* _GOAL OF THE EXERCISE_
The whole answer is the data below, retyped exactly.

________________

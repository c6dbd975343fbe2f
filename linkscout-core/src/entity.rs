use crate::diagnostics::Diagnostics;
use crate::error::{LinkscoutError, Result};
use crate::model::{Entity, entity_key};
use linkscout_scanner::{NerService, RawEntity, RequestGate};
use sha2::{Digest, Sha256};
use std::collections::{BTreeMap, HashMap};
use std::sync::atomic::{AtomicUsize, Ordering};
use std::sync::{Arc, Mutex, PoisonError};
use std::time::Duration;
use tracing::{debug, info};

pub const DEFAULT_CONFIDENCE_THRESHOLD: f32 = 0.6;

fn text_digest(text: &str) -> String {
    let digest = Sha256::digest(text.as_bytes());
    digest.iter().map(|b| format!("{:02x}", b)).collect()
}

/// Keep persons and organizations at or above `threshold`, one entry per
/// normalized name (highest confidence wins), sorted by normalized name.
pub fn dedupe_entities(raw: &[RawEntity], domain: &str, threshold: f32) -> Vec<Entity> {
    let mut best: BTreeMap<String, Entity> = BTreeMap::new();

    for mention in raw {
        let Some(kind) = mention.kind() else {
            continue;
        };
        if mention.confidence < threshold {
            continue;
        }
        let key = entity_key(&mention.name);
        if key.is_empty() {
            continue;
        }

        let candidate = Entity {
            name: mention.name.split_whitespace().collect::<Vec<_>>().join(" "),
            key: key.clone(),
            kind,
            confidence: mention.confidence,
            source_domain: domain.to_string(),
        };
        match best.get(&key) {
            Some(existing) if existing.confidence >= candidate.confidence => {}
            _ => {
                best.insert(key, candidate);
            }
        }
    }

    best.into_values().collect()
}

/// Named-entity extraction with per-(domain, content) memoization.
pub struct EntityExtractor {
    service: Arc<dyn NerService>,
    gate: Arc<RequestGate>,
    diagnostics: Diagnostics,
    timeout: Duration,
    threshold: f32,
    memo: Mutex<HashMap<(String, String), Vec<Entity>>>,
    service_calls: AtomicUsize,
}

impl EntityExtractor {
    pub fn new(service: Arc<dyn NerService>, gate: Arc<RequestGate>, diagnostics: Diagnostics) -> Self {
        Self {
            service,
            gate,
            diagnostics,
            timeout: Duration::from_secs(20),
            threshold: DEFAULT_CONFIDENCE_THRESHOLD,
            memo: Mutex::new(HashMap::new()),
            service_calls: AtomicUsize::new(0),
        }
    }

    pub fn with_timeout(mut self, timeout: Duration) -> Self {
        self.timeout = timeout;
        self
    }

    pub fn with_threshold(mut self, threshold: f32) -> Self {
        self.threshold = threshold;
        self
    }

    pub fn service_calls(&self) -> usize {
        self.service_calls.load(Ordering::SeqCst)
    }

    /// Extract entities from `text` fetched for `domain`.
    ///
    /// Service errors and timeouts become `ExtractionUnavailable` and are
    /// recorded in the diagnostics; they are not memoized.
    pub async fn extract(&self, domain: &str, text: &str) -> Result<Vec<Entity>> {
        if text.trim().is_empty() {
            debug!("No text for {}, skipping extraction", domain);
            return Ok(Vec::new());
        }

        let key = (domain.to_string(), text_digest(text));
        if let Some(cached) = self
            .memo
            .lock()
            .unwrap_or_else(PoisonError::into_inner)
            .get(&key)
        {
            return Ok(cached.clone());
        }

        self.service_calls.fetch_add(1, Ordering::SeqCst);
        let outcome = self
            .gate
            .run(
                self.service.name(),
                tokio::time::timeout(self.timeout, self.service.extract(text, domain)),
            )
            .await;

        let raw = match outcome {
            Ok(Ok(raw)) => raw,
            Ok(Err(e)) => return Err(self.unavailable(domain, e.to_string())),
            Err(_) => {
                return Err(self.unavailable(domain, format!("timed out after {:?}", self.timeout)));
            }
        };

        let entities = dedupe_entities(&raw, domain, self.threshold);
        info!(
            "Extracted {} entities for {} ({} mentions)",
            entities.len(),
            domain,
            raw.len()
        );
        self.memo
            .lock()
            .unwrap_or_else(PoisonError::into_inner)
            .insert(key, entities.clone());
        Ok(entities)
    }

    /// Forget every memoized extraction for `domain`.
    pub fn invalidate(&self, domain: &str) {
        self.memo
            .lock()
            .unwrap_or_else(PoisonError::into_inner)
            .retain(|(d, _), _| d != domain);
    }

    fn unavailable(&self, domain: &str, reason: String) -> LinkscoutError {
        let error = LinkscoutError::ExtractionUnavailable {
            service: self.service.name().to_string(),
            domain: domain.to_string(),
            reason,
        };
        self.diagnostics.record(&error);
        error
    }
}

________________

* _TASK OUTPUT_
repository c6dbd975343fbe2f
filename linkscout-core/src/entity.rs
use crate::diagnostics::Diagnostics;
use crate::error::{LinkscoutError, Result};
use crate::model::{Entity, entity_key};
use linkscout_scanner::{NerService, RawEntity, RequestGate};
use sha2::{Digest, Sha256};
use std::collections::{BTreeMap, HashMap};
use std::sync::atomic::{AtomicUsize, Ordering};
use std::sync::{Arc, Mutex, PoisonError};
use std::time::Duration;
use tracing::{debug, info};

pub const DEFAULT_CONFIDENCE_THRESHOLD: f32 = 0.6;

fn text_digest(text: &str) -> String {
    let digest = Sha256::digest(text.as_bytes());
    digest.iter().map(|b| format!("{:02x}", b)).collect()
}

/// Keep persons and organizations at or above `threshold`, one entry per
/// normalized name (highest confidence wins), sorted by normalized name.
pub fn dedupe_entities(raw: &[RawEntity], domain: &str, threshold: f32) -> Vec<Entity> {
    let mut best: BTreeMap<String, Entity> = BTreeMap::new();

    for mention in raw {
        let Some(kind) = mention.kind() else {
            continue;
        };
        if mention.confidence < threshold {
            continue;
        }
        let key = entity_key(&mention.name);
        if key.is_empty() {
            continue;
        }

        let candidate = Entity {
            name: mention.name.split_whitespace().collect::<Vec<_>>().join(" "),
            key: key.clone(),
            kind,
            confidence: mention.confidence,
            source_domain: domain.to_string(),
        };
        match best.get(&key) {
            Some(existing) if existing.confidence >= candidate.confidence => {}
            _ => {
                best.insert(key, candidate);
            }
        }
    }

    best.into_values().collect()
}

/// Named-entity extraction with per-(domain, content) memoization.
pub struct EntityExtractor {
    service: Arc<dyn NerService>,
    gate: Arc<RequestGate>,
    diagnostics: Diagnostics,
    timeout: Duration,
    threshold: f32,
    memo: Mutex<HashMap<(String, String), Vec<Entity>>>,
    service_calls: AtomicUsize,
}

impl EntityExtractor {
    pub fn new(service: Arc<dyn NerService>, gate: Arc<RequestGate>, diagnostics: Diagnostics) -> Self {
        Self {
            service,
            gate,
            diagnostics,
            timeout: Duration::from_secs(20),
            threshold: DEFAULT_CONFIDENCE_THRESHOLD,
            memo: Mutex::new(HashMap::new()),
            service_calls: AtomicUsize::new(0),
        }
    }

    pub fn with_timeout(mut self, timeout: Duration) -> Self {
        self.timeout = timeout;
        self
    }

    pub fn with_threshold(mut self, threshold: f32) -> Self {
        self.threshold = threshold;
        self
    }

    pub fn service_calls(&self) -> usize {
        self.service_calls.load(Ordering::SeqCst)
    }

    /// Extract entities from `text` fetched for `domain`.
    ///
    /// Service errors and timeouts become `ExtractionUnavailable` and are
    /// recorded in the diagnostics; they are not memoized.
    pub async fn extract(&self, domain: &str, text: &str) -> Result<Vec<Entity>> {
        if text.trim().is_empty() {
            debug!("No text for {}, skipping extraction", domain);
            return Ok(Vec::new());
        }

        let key = (domain.to_string(), text_digest(text));
        if let Some(cached) = self
            .memo
            .lock()
            .unwrap_or_else(PoisonError::into_inner)
            .get(&key)
        {
            return Ok(cached.clone());
        }

        self.service_calls.fetch_add(1, Ordering::SeqCst);
        let outcome = self
            .gate
            .run(
                self.service.name(),
                tokio::time::timeout(self.timeout, self.service.extract(text, domain)),
            )
            .await;

        let raw = match outcome {
            Ok(Ok(raw)) => raw,
            Ok(Err(e)) => return Err(self.unavailable(domain, e.to_string())),
            Err(_) => {
                return Err(self.unavailable(domain, format!("timed out after {:?}", self.timeout)));
            }
        };

        let entities = dedupe_entities(&raw, domain, self.threshold);
        info!(
            "Extracted {} entities for {} ({} mentions)",
            entities.len(),
            domain,
            raw.len()
        );
        self.memo
            .lock()
            .unwrap_or_else(PoisonError::into_inner)
            .insert(key, entities.clone());
        Ok(entities)
    }

    /// Forget every memoized extraction for `domain`.
    pub fn invalidate(&self, domain: &str) {
        self.memo
            .lock()
            .unwrap_or_else(PoisonError::into_inner)
            .retain(|(d, _), _| d != domain);
    }

    fn unavailable(&self, domain: &str, reason: String) -> LinkscoutError {
        let error = LinkscoutError::ExtractionUnavailable {
            service: self.service.name().to_string(),
            domain: domain.to_string(),
            reason,
        };
        self.diagnostics.record(&error);
        error
    }
}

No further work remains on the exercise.